Macbeth review – Ralph Fiennes’ monstrous monarch wages war in a warehouse

Intensely delivered … Ralph Fiennes in Macbeth.
Intensely delivered … Ralph Fiennes in Macbeth. Photograph: Matt Humphrey

At first, it looks like Macbeth retooled as a history play about the corrupting effects of war. The drama of murderous ambition, power and guilt is all there in Simon Godwin’s intelligent production but with violent conflict at the fore. Shakespeare’s 11th-century battleground is turned into a modern-day war zone and Ralph Fiennes’ Macbeth emerges in army fatigues.

This production is staged in custom-built spaces and starts its tour in a hangar-like warehouse in Liverpool. An initial set up that we walk through – a room-sized installation with the scorched remains of a car, oil tanks, broken telegraph wires, rubble, smoke and fire – resembles Punchdrunk’s The Burnt City. You cannot fail to see the destruction of Gaza in this flattened, charred and apocalyptic landscape.

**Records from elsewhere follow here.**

/// Packed binary matrix, one bit per module/pixel.
#[derive(Debug, Clone)]
pub struct BitMatrix {
    width: usize,
    height: usize,
    bits: Vec<u8>,
}

impl BitMatrix {
    /// Create an all-white (false) matrix with the given dimensions.
    pub fn new(width: usize, height: usize) -> Self {
        Self {
            width,
            height,
            bits: vec![0; (width * height + 7) / 8],
        }
    }

    pub fn width(&self) -> usize {
        self.width
    }

    pub fn height(&self) -> usize {
        self.height
    }

    /// Get bit at (x, y). Out-of-bounds reads return false.
    pub fn get(&self, x: usize, y: usize) -> bool {
        if x >= self.width || y >= self.height {
            return false;
        }
        let index = y * self.width + x;
        (self.bits[index / 8] >> (index % 8)) & 1 == 1
    }

    /// Set bit at (x, y). Out-of-bounds writes are ignored.
    pub fn set(&mut self, x: usize, y: usize, value: bool) {
        if x >= self.width || y >= self.height {
            return;
        }
        let index = y * self.width + x;
        if value {
            self.bits[index / 8] |= 1 << (index % 8);
        } else {
            self.bits[index / 8] &= !(1 << (index % 8));
        }
    }

    /// Flip bit at (x, y).
    pub fn toggle(&mut self, x: usize, y: usize) {
        if x >= self.width || y >= self.height {
            return;
        }
        let index = y * self.width + x;
        self.bits[index / 8] ^= 1 << (index % 8);
    }
}

#[cfg(test)]
mod tests {
    use super::*;

    #[test]
    fn set_get_toggle() {
        let mut matrix = BitMatrix::new(8, 8);
        assert_eq!(matrix.width(), 8);
        assert_eq!(matrix.height(), 8);

        matrix.set(3, 4, true);
        assert!(matrix.get(3, 4));
        assert!(!matrix.get(4, 3));

        matrix.toggle(3, 4);
        assert!(!matrix.get(3, 4));
    }

    #[test]
    fn out_of_bounds_is_noop() {
        let mut matrix = BitMatrix::new(8, 8);
        matrix.set(10, 10, true);
        assert!(!matrix.get(10, 10));
    }
}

Beyond the bombed out area, we hear the buzz of warplanes overhead and see the crackle of light as the bombs drop. Adapted by Emily Burns, it is a smart, spare, modern dramatisation, in which Frankie Bradshaw’s enveloping set design is the star of the show, although there is less innovation to the production than its site-specific nature suggests.

Scorched … Frankie Bradshaw’s design for Macbeth.
Scorched … Frankie Bradshaw’s design for Macbeth. Photograph: Matt Humphrey

Fiennes’ Macbeth initially appears like a soldier as upstanding as his Coriolanus, if more amiable and slightly bumbling. Fiennes gives a controlled performance, gradually becoming manic and monstrous, and is compelling as a king who has turned erratic, obscene, impish in his lack of repentance. “Tomorrow, and tomorrow, and tomorrow,” is an intensely delivered soliloquy under a spotlight, although this intensity is not always sustained more widely. Indira Varma’s Lady Macbeth is excitable in her ambition for her husband, always human, and has command within their relationship but also remains soft-edged and vulnerable.

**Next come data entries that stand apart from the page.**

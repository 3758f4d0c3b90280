//! Reed-Solomon error correction over GF(256) with primitive polynomial
//! x^8 + x^4 + x^3 + x^2 + 1, the field QR codes use.

/// GF(256) arithmetic through log/exp tables.
pub struct Gf256;

static LOG_TABLE: [u8; 256] = [
    0, 0, 1, 25, 2, 50, 26, 198, 3, 223, 51, 238, 27, 104, 199, 75, 4, 100, 224, 14, 52, 141, 239,
    129, 28, 193, 105, 248, 200, 8, 76, 113, 5, 138, 101, 47, 225, 36, 15, 33, 53, 147, 142, 218,
    240, 18, 130, 69, 29, 181, 194, 125, 106, 39, 249, 185, 201, 154, 9, 120, 77, 228, 114, 166, 6,
    191, 139, 98, 102, 221, 48, 253, 226, 152, 37, 179, 16, 145, 34, 136, 54, 208, 148, 206, 143,
    150, 219, 189, 241, 210, 19, 92, 131, 56, 70, 64, 30, 66, 182, 163, 195, 72, 126, 110, 107, 58,
    40, 84, 250, 133, 186, 61, 202, 94, 155, 159, 10, 21, 121, 43, 78, 212, 229, 172, 115, 243,
    167, 87, 7, 112, 192, 247, 140, 128, 99, 13, 103, 74, 222, 237, 49, 197, 254, 24, 227, 165,
    153, 119, 38, 184, 180, 124, 17, 68, 146, 217, 35, 32, 137, 46, 55, 63, 209, 91, 149, 188, 207,
    205, 144, 135, 151, 178, 220, 252, 190, 97, 242, 86, 211, 171, 20, 42, 93, 158, 132, 60, 57,
    83, 71, 109, 65, 162, 31, 45, 67, 216, 183, 123, 164, 118, 196, 23, 73, 236, 127, 12, 111, 246,
    108, 161, 59, 82, 41, 157, 85, 170, 251, 96, 134, 177, 187, 204, 62, 90, 203, 89, 95, 176, 156,
    169, 160, 81, 11, 245, 22, 235, 122, 117, 44, 215, 79, 174, 213, 233, 230, 231, 173, 232, 116,
    214, 244, 234, 168, 80, 88, 175,
];

static EXP_TABLE: [u8; 256] = [
    1, 2, 4, 8, 16, 32, 64, 128, 29, 58, 116, 232, 205, 135, 19, 38, 76, 152, 45, 90, 180, 117,
    234, 201, 143, 3, 6, 12, 24, 48, 96, 192, 157, 39, 78, 156, 37, 74, 148, 53, 106, 212, 181,
    119, 238, 193, 159, 35, 70, 140, 5, 10, 20, 40, 80, 160, 93, 186, 105, 210, 185, 111, 222, 161,
    95, 190, 97, 194, 153, 47, 94, 188, 101, 202, 137, 15, 30, 60, 120, 240, 253, 231, 211, 187,
    107, 214, 177, 127, 254, 225, 223, 163, 91, 182, 113, 226, 217, 175, 67, 134, 17, 34, 68, 136,
    13, 26, 52, 104, 208, 189, 103, 206, 129, 31, 62, 124, 248, 237, 199, 147, 59, 118, 236, 197,
    151, 51, 102, 204, 133, 23, 46, 92, 184, 109, 218, 169, 79, 158, 33, 66, 132, 21, 42, 84, 168,
    77, 154, 41, 82, 164, 85, 170, 73, 146, 57, 114, 228, 213, 183, 115, 230, 209, 191, 99, 198,
    145, 63, 126, 252, 229, 215, 179, 123, 246, 241, 255, 227, 219, 171, 75, 150, 49, 98, 196, 149,
    55, 110, 220, 165, 87, 174, 65, 130, 25, 50, 100, 200, 141, 7, 14, 28, 56, 112, 224, 221, 167,
    83, 166, 81, 162, 89, 178, 121, 242, 249, 239, 195, 155, 43, 86, 172, 69, 138, 9, 18, 36, 72,
    144, 61, 122, 244, 245, 247, 243, 251, 235, 203, 139, 11, 22, 44, 88, 176, 125, 250, 233, 207,
    131, 27, 54, 108, 216, 173, 71, 142, 1,
];

impl Gf256 {
    pub fn mul(a: u8, b: u8) -> u8 {
        if a == 0 || b == 0 {
            return 0;
        }
        let log_a = LOG_TABLE[a as usize] as usize;
        let log_b = LOG_TABLE[b as usize] as usize;
        EXP_TABLE[(log_a + log_b) % 255]
    }

    pub fn div(a: u8, b: u8) -> u8 {
        debug_assert_ne!(b, 0);
        if a == 0 || b == 0 {
            return 0;
        }
        let log_a = LOG_TABLE[a as usize] as usize;
        let log_b = LOG_TABLE[b as usize] as usize;
        let diff = if log_a >= log_b {
            log_a - log_b
        } else {
            log_a + 255 - log_b
        };
        EXP_TABLE[diff]
    }

    pub fn pow_usize(a: u8, n: usize) -> u8 {
        if a == 0 {
            return if n == 0 { 1 } else { 0 };
        }
        let log_a = LOG_TABLE[a as usize] as usize;
        EXP_TABLE[(log_a * (n % 255)) % 255]
    }
}

/// Decoder for one RS block. Codewords are in descending order: index 0
/// holds the coefficient of x^(n-1).
pub struct ReedSolomonDecoder {
    num_ecc_codewords: usize,
}

impl ReedSolomonDecoder {
    pub fn new(num_ecc_codewords: usize) -> Self {
        Self { num_ecc_codewords }
    }

    /// Correct errors in place. Fails when more than `num_ecc / 2` bytes
    /// are corrupted.
    pub fn decode(&self, received: &mut [u8]) -> Result<(), &'static str> {
        let syndrome = self.calculate_syndrome(received);
        if syndrome.iter().all(|&s| s == 0) {
            return Ok(());
        }

        let sigma = self.find_error_locator(&syndrome);
        let error_positions = self.find_error_positions(&sigma, received.len())?;
        let error_values =
            self.find_error_values(&sigma, &syndrome, &error_positions, received.len())?;

        for (&pos, &value) in error_positions.iter().zip(&error_values) {
            received[pos] ^= value;
        }

        let recheck = self.calculate_syndrome(received);
        if recheck.iter().any(|&s| s != 0) {
            return Err("uncorrectable block");
        }

        Ok(())
    }

    fn calculate_syndrome(&self, received: &[u8]) -> Vec<u8> {
        let n = received.len();
        let mut syndrome = vec![0u8; self.num_ecc_codewords];

        for (i, syndrome_i) in syndrome.iter_mut().enumerate() {
            let mut sum = 0u8;
            for (j, &byte) in received.iter().enumerate() {
                sum ^= Gf256::mul(byte, Gf256::pow_usize(2, i * (n - 1 - j)));
            }
            *syndrome_i = sum;
        }

        syndrome
    }

    /// Berlekamp-Massey: find the error locator polynomial sigma.
    fn find_error_locator(&self, syndrome: &[u8]) -> Vec<u8> {
        let n = syndrome.len();
        let mut sigma = vec![1u8];
        let mut b = vec![1u8];
        let mut delta_b: u8 = 1;
        let mut l = 0;
        let mut m = 1;

        for i in 0..n {
            let mut delta = syndrome[i];
            for j in 1..=l {
                if j < sigma.len() && i >= j {
                    delta ^= Gf256::mul(sigma[j], syndrome[i - j]);
                }
            }

            if delta == 0 {
                m += 1;
            } else if 2 * l <= i {
                let sigma_prev = sigma.clone();
                let d = Gf256::div(delta, delta_b);

                while sigma.len() < b.len() + m {
                    sigma.push(0);
                }
                for j in 0..b.len() {
                    let term = Gf256::mul(d, b[j]);
                    if j + m < sigma.len() {
                        sigma[j + m] ^= term;
                    }
                }

                b = sigma_prev;
                delta_b = delta;
                l = i + 1 - l;
                m = 1;
            } else {
                let d = Gf256::div(delta, delta_b);

                while sigma.len() < b.len() + m {
                    sigma.push(0);
                }
                for j in 0..b.len() {
                    let term = Gf256::mul(d, b[j]);
                    if j + m < sigma.len() {
                        sigma[j + m] ^= term;
                    }
                }

                m += 1;
            }
        }

        sigma
    }

    /// Chien search: sigma's roots are the inverse error locations.
    fn find_error_positions(&self, sigma: &[u8], n: usize) -> Result<Vec<usize>, &'static str> {
        let mut positions = Vec::new();

        for i in 0..n {
            let exp = (n - 1 - i) % 255;
            let x_inv = if exp == 0 {
                1u8
            } else {
                Gf256::pow_usize(2, 255 - exp)
            };

            let mut sum = 0u8;
            for (j, &coeff) in sigma.iter().enumerate() {
                sum ^= Gf256::mul(coeff, Gf256::pow_usize(x_inv, j));
            }

            if sum == 0 {
                positions.push(i);
            }
        }

        if positions.len() != sigma.len() - 1 {
            return Err("error locator degree mismatch");
        }

        Ok(positions)
    }

    /// Forney: error magnitudes from the evaluator polynomial omega.
    fn find_error_values(
        &self,
        sigma: &[u8],
        syndrome: &[u8],
        error_positions: &[usize],
        n: usize,
    ) -> Result<Vec<u8>, &'static str> {
        // omega = syndrome * sigma mod x^(2t)
        let mut omega = vec![0u8; syndrome.len()];
        for i in 0..syndrome.len() {
            for j in 0..=i {
                if j < sigma.len() {
                    omega[i] ^= Gf256::mul(sigma[j], syndrome[i - j]);
                }
            }
        }

        let mut values = Vec::with_capacity(error_positions.len());

        for &pos in error_positions {
            let exp = (n - 1 - pos) % 255;
            let x_inv = if exp == 0 {
                1u8
            } else {
                Gf256::pow_usize(2, 255 - exp)
            };

            let mut omega_val = 0u8;
            for (i, &coeff) in omega.iter().enumerate() {
                omega_val ^= Gf256::mul(coeff, Gf256::pow_usize(x_inv, i));
            }

            // formal derivative keeps only odd powers
            let mut sigma_prime_val = 0u8;
            for (i, &coeff) in sigma.iter().enumerate().skip(1) {
                if i % 2 == 1 {
                    sigma_prime_val ^= Gf256::mul(coeff, Gf256::pow_usize(x_inv, i - 1));
                }
            }

            if sigma_prime_val == 0 {
                return Err("locator derivative vanished");
            }

            let x_k = Gf256::pow_usize(2, exp);
            values.push(Gf256::mul(x_k, Gf256::div(omega_val, sigma_prime_val)));
        }

        Ok(values)
    }
}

The atmosphere does not always feel furtive or feverish enough, the play’s supernatural scares all but replaced by the horror and corruption of war. In some scenes, this pays off, such as when Macduff (Ben Turner) is told of the savage murder of his family. This again resonates for today in the sacrifice of innocent women and children as the collateral damage of war.

The witches (Lola Shalam, Lucy Mangan and Danielle Fiamanya) are initially alarming: crawling, wretched, howling creatures. But they look like earthy Gen Zers dressed in dungarees and Dr Martens and grow more ordinary. It becomes clear that in this world, it is the mortals who are abominable, not these “weird sisters”. The inversion is interesting but undercuts a sense of the sinister and the first such fright comes when Macbeth sees the ghost of Banquo (Steffan Rhodri).

Remains vulnerable … Indira Varma as Lady Macbeth.
Remains vulnerable … Indira Varma as Lady Macbeth. Photograph: Matt Humphrey

The stage is comparatively small for the vast space, an effective ploy for focusing our attention which goes some way towards creating a sense of claustrophobia. The backdrop is a steel grey mezzanine house front, which comes with good, spare symbolism: a clean bowl of water on a table as Lady Macbeth arrives that prefigures her hand-washing guilt, and walls that leak blood as the kingdom bleeds.

Christopher Shutt’s sound design and Asaf Zohar’s compositions are especially atmospheric with eerie, electronic drumming. The pace picks up and the production as a whole is a polished piece of work, perhaps not feverish enough but an engrossing experience.

• At the Depot, Liverpool, until 20 December. Then at the Royal Highland Centre, Edinburgh, 12-27 January; Dock X, London, 10 February-23 March; and Shakespeare Theatre Company, Washington DC, 9 April-5 May.